Yet all Jews were outsiders in Weimar Germany and all of the Frankfurt School were forced into exile because of their Jewish background after the rise of fascism in 1933. One could argue that the members of the Frankfurt School were also to some extent outsiders in the United States where they found exile in part at least because of their Jewishness. At this time, the Frankfurt school made anti-semitism, prejudice, and the situation of the Jews a major thematic focus of their work.

During the years in Weimar prior to emigration in 1934, however, the Frankfurt School did not thematize the issue of the situation of the Jews in their major works and in a 1938 article the Director of the Institute for Social Research, Max Horkheimer, wrote an article "The Jews in Europe" in which anti-semitism was explained as a mere reflex of the vicissitudes of monopoly capitalism in the end of its liberal phase.
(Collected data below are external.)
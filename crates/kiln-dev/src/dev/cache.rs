//! Per-route build artifact cache.
//!
//! Each route maps to a shared once-cell. The first caller for a route runs
//! its build closure; every concurrent caller for the same route awaits the
//! same cell and observes the same result. Routes never wait on each other
//! since each has its own cell.
//!
//! Invalidation removes the map entry, not the cell. A build that is still
//! running when its route is invalidated finishes into a cell nobody can find
//! any more: its waiters get the result, later callers compile afresh.

use crate::collab::CompileOutput;
use crate::error::CompileError;
use dashmap::DashMap;
use kiln_graph::{DependencyGraph, FileSet};
use std::future::Future;
use std::path::{Path, PathBuf};
use std::sync::Arc;
use std::time::{Duration, Instant};
use tokio::sync::OnceCell;

/// Compiled artifacts for one route.
///
/// Entries are immutable. A stale entry is evicted whole, never patched.
#[derive(Debug, Clone, PartialEq, Eq)]
pub struct RouteBuild {
    /// Route entry file the build was produced from
    pub route: PathBuf,
    /// Server-side bundle
    pub server_code: String,
    /// Browser bundle
    pub client_code: String,
    /// Extracted stylesheet
    pub css: String,
    /// Files the build read, including the route itself
    pub dependencies: FileSet,
    /// Wall time spent in the compiler
    pub build_duration: Duration,
}

type BuildOutcome = Result<Arc<RouteBuild>, CompileError>;
type BuildCell = Arc<OnceCell<BuildOutcome>>;

/// Concurrent cache of route builds backed by the dependency graph.
#[derive(Debug)]
pub struct BuildCache {
    entries: DashMap<PathBuf, BuildCell>,
    graph: Arc<DependencyGraph>,
}

impl BuildCache {
    pub fn new(graph: Arc<DependencyGraph>) -> Self {
        Self {
            entries: DashMap::new(),
            graph,
        }
    }

    /// The graph that successful builds are recorded into.
    pub fn graph(&self) -> &Arc<DependencyGraph> {
        &self.graph
    }

    /// Return the cached build for `route`, compiling it with `build` if needed.
    ///
    /// `build` runs at most once across all concurrent callers for `route`; the
    /// closures of callers that find a build already cached or in flight are
    /// dropped unused. On success the reported dependency files and the route
    /// itself are recorded as dependencies of `route`, replacing any edges from
    /// an earlier build.
    ///
    /// A failure reaches every caller waiting on that attempt and is not
    /// cached; a caller arriving after the attempt finished compiles again.
    pub async fn get_or_build<F, Fut>(&self, route: &Path, build: F) -> BuildOutcome
    where
        F: FnOnce() -> Fut,
        Fut: Future<Output = Result<CompileOutput, CompileError>>,
    {
        let cell = loop {
            let cell = Arc::clone(&self.entries.entry(route.to_path_buf()).or_default());
            match cell.get() {
                Some(Ok(build)) => {
                    tracing::debug!("Cache hit for {}", route.display());
                    return Ok(Arc::clone(build));
                }
                // A finished failure whose waiters have not evicted it yet
                Some(Err(_)) => {
                    self.entries
                        .remove_if(route, |_, current| Arc::ptr_eq(current, &cell));
                }
                None => break cell,
            }
        };

        let outcome = cell
            .get_or_init(|| async {
                tracing::debug!("Cache miss for {}, compiling", route.display());
                let started = Instant::now();
                let output = build().await?;
                let build = self.store(route, output, started.elapsed());
                tracing::info!(
                    "Built {} in {}ms",
                    route.display(),
                    build.build_duration.as_millis()
                );
                Ok(build)
            })
            .await
            .clone();

        if let Err(e) = &outcome {
            tracing::debug!("Build failed for {}: {}", route.display(), e);
            // Only drop our own attempt; a fresh cell may already be in place
            self.entries
                .remove_if(route, |_, current| Arc::ptr_eq(current, &cell));
        }

        outcome
    }

    fn store(
        &self,
        route: &Path,
        output: CompileOutput,
        build_duration: Duration,
    ) -> Arc<RouteBuild> {
        let mut dependencies: FileSet = output.dependency_files.into_iter().collect();
        dependencies.insert(route.to_path_buf());

        self.graph.remove_parent(route);
        self.graph.record_dependencies(route, dependencies.iter().cloned());
        self.graph.record_route(route);

        Arc::new(RouteBuild {
            route: route.to_path_buf(),
            server_code: output.server_code,
            client_code: output.client_code,
            css: output.css,
            dependencies,
            build_duration,
        })
    }

    /// Cached build for `route`, if one has completed successfully.
    pub fn get(&self, route: &Path) -> Option<Arc<RouteBuild>> {
        let cell = self.entries.get(route)?;
        match cell.get() {
            Some(Ok(build)) => Some(Arc::clone(build)),
            _ => None,
        }
    }

    pub fn contains(&self, route: &Path) -> bool {
        self.get(route).is_some()
    }

    /// Routes with a completed build in the cache.
    pub fn cached_routes(&self) -> FileSet {
        self.entries
            .iter()
            .filter(|entry| matches!(entry.value().get(), Some(Ok(_))))
            .map(|entry| entry.key().clone())
            .collect()
    }

    /// Number of completed builds in the cache.
    pub fn len(&self) -> usize {
        self.entries
            .iter()
            .filter(|entry| matches!(entry.value().get(), Some(Ok(_))))
            .count()
    }

    pub fn is_empty(&self) -> bool {
        self.len() == 0
    }

    /// Evict `route`. Returns `true` if an entry (cached or in flight) was removed.
    pub fn invalidate(&self, route: &Path) -> bool {
        let evicted = self.entries.remove(route).is_some();
        if evicted {
            tracing::debug!("Evicted {}", route.display());
        }
        evicted
    }

    /// Evict every path in `routes`, returning how many entries were removed.
    pub fn invalidate_many<'a, I>(&self, routes: I) -> usize
    where
        I: IntoIterator<Item = &'a PathBuf>,
    {
        routes
            .into_iter()
            .filter(|route| self.invalidate(route))
            .count()
    }

    /// Evict every entry, returning how many were removed.
    pub fn invalidate_all(&self) -> usize {
        let mut evicted = 0;
        self.entries.retain(|_, _| {
            evicted += 1;
            false
        });
        tracing::debug!("Evicted all {} cached routes", evicted);
        evicted
    }

    /// Routes whose output depends on `file`.
    ///
    /// The file's ancestors, plus the file itself, restricted to known routes.
    /// An untracked file affects nothing.
    pub fn affected_routes(&self, file: &Path) -> FileSet {
        let mut candidates = self.graph.ancestors_of(file);
        candidates.insert(file.to_path_buf());
        candidates.retain(|path| self.graph.is_route(path));
        candidates
    }
}

#[cfg(test)]
mod tests {
    use super::*;
    use std::sync::atomic::{AtomicUsize, Ordering};

    fn output(code: &str, deps: &[&str]) -> CompileOutput {
        CompileOutput {
            server_code: format!("server:{code}"),
            client_code: format!("client:{code}"),
            css: String::new(),
            dependency_files: deps.iter().map(PathBuf::from).collect(),
        }
    }

    fn cache() -> BuildCache {
        BuildCache::new(Arc::new(DependencyGraph::new()))
    }

    #[tokio::test]
    async fn test_cache_hit_skips_build() {
        let cache = cache();
        let route = Path::new("/app/Home.tsx");
        let calls = AtomicUsize::new(0);

        for _ in 0..3 {
            let build = cache
                .get_or_build(route, || async {
                    calls.fetch_add(1, Ordering::SeqCst);
                    Ok(output("home", &[]))
                })
                .await
                .unwrap();
            assert_eq!(build.server_code, "server:home");
        }

        assert_eq!(calls.load(Ordering::SeqCst), 1);
        assert!(cache.contains(route));
        assert_eq!(cache.len(), 1);
    }

    #[tokio::test]
    async fn test_build_records_dependencies() {
        let cache = cache();
        let route = Path::new("/app/Home.tsx");

        let build = cache
            .get_or_build(route, || async {
                Ok(output("home", &["/app/Card.tsx", "/app/Button.tsx"]))
            })
            .await
            .unwrap();

        assert_eq!(build.dependencies.len(), 3);
        assert!(build.dependencies.contains(route));

        let graph = cache.graph();
        assert!(graph.is_route(route));
        assert!(
            graph
                .direct_parents_of(Path::new("/app/Button.tsx"))
                .contains(route)
        );
        assert_eq!(
            cache.affected_routes(Path::new("/app/Card.tsx")),
            [route.to_path_buf()].into_iter().collect::<FileSet>()
        );
        assert_eq!(
            cache.affected_routes(route),
            [route.to_path_buf()].into_iter().collect::<FileSet>()
        );
    }

    #[tokio::test]
    async fn test_rebuild_replaces_stale_edges() {
        let cache = cache();
        let route = Path::new("/app/Home.tsx");

        cache
            .get_or_build(route, || async { Ok(output("v1", &["/app/Old.tsx"])) })
            .await
            .unwrap();
        assert!(cache.invalidate(route));
        cache
            .get_or_build(route, || async { Ok(output("v2", &["/app/New.tsx"])) })
            .await
            .unwrap();

        assert!(cache.affected_routes(Path::new("/app/Old.tsx")).is_empty());
        assert_eq!(cache.affected_routes(Path::new("/app/New.tsx")).len(), 1);
    }

    #[tokio::test]
    async fn test_failure_is_not_cached() {
        let cache = cache();
        let route = Path::new("/app/Broken.tsx");

        let err = cache
            .get_or_build(route, || async {
                Err(CompileError::Failed {
                    entry: route.to_path_buf(),
                    message: "Unexpected token".to_string(),
                })
            })
            .await
            .unwrap_err();
        assert!(err.to_string().contains("Unexpected token"));
        assert!(!cache.contains(route));
        assert!(!cache.graph().is_route(route));

        let build = cache
            .get_or_build(route, || async { Ok(output("fixed", &[])) })
            .await
            .unwrap();
        assert_eq!(build.client_code, "client:fixed");
    }

    #[tokio::test]
    async fn test_finished_failure_is_never_handed_out() {
        let cache = cache();
        let route = Path::new("/app/Broken.tsx");

        // State between a failed attempt finishing and its eviction
        let failed = CompileError::Failed {
            entry: route.to_path_buf(),
            message: "Unexpected token".to_string(),
        };
        cache.entries.insert(
            route.to_path_buf(),
            Arc::new(OnceCell::new_with(Some(Err(failed)))),
        );

        let calls = AtomicUsize::new(0);
        let build = cache
            .get_or_build(route, || async {
                calls.fetch_add(1, Ordering::SeqCst);
                Ok(output("fixed", &[]))
            })
            .await
            .unwrap();

        assert_eq!(build.server_code, "server:fixed");
        assert_eq!(calls.load(Ordering::SeqCst), 1);
        assert!(cache.contains(route));
    }

    #[tokio::test]
    async fn test_invalidate() {
        let cache = cache();
        let home = Path::new("/app/Home.tsx");
        let about = Path::new("/app/About.tsx");

        assert!(!cache.invalidate(home));

        for route in [home, about] {
            cache
                .get_or_build(route, || async { Ok(output("x", &[])) })
                .await
                .unwrap();
        }

        assert!(cache.invalidate(home));
        assert!(!cache.contains(home));
        assert!(cache.contains(about));
        // Still known to the graph after eviction
        assert!(cache.graph().is_route(home));

        assert_eq!(cache.invalidate_all(), 1);
        assert!(cache.is_empty());
    }

    #[tokio::test]
    async fn test_invalidate_during_build_is_not_stored() {
        let cache = Arc::new(cache());
        let route = PathBuf::from("/app/Home.tsx");
        let (started_tx, started_rx) = tokio::sync::oneshot::channel();
        let (release_tx, release_rx) = tokio::sync::oneshot::channel::<()>();

        let in_flight = {
            let cache = Arc::clone(&cache);
            let route = route.clone();
            tokio::spawn(async move {
                cache
                    .get_or_build(&route, || async move {
                        let _ = started_tx.send(());
                        let _ = release_rx.await;
                        Ok(output("stale", &[]))
                    })
                    .await
            })
        };

        started_rx.await.unwrap();
        assert!(cache.invalidate(&route));
        release_tx.send(()).unwrap();

        let stale = in_flight.await.unwrap().unwrap();
        assert_eq!(stale.server_code, "server:stale");
        assert!(!cache.contains(&route));

        let fresh = cache
            .get_or_build(&route, || async { Ok(output("fresh", &[])) })
            .await
            .unwrap();
        assert_eq!(fresh.server_code, "server:fresh");
    }
}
During World War II, however, they began serious studies of anti-semitism, publishing some brilliant "Theses on Anti-Semitism" in the seminal text by Horkheimer and Adorno _Dialectic of Enlightenment_ (with Leo Lowenthal adding some material to the "Theses"). In addition, the Frankfurt School published a series of books _Studies on Prejudice_ that focused on anti-semitism and were funded in part by American Jewish groups.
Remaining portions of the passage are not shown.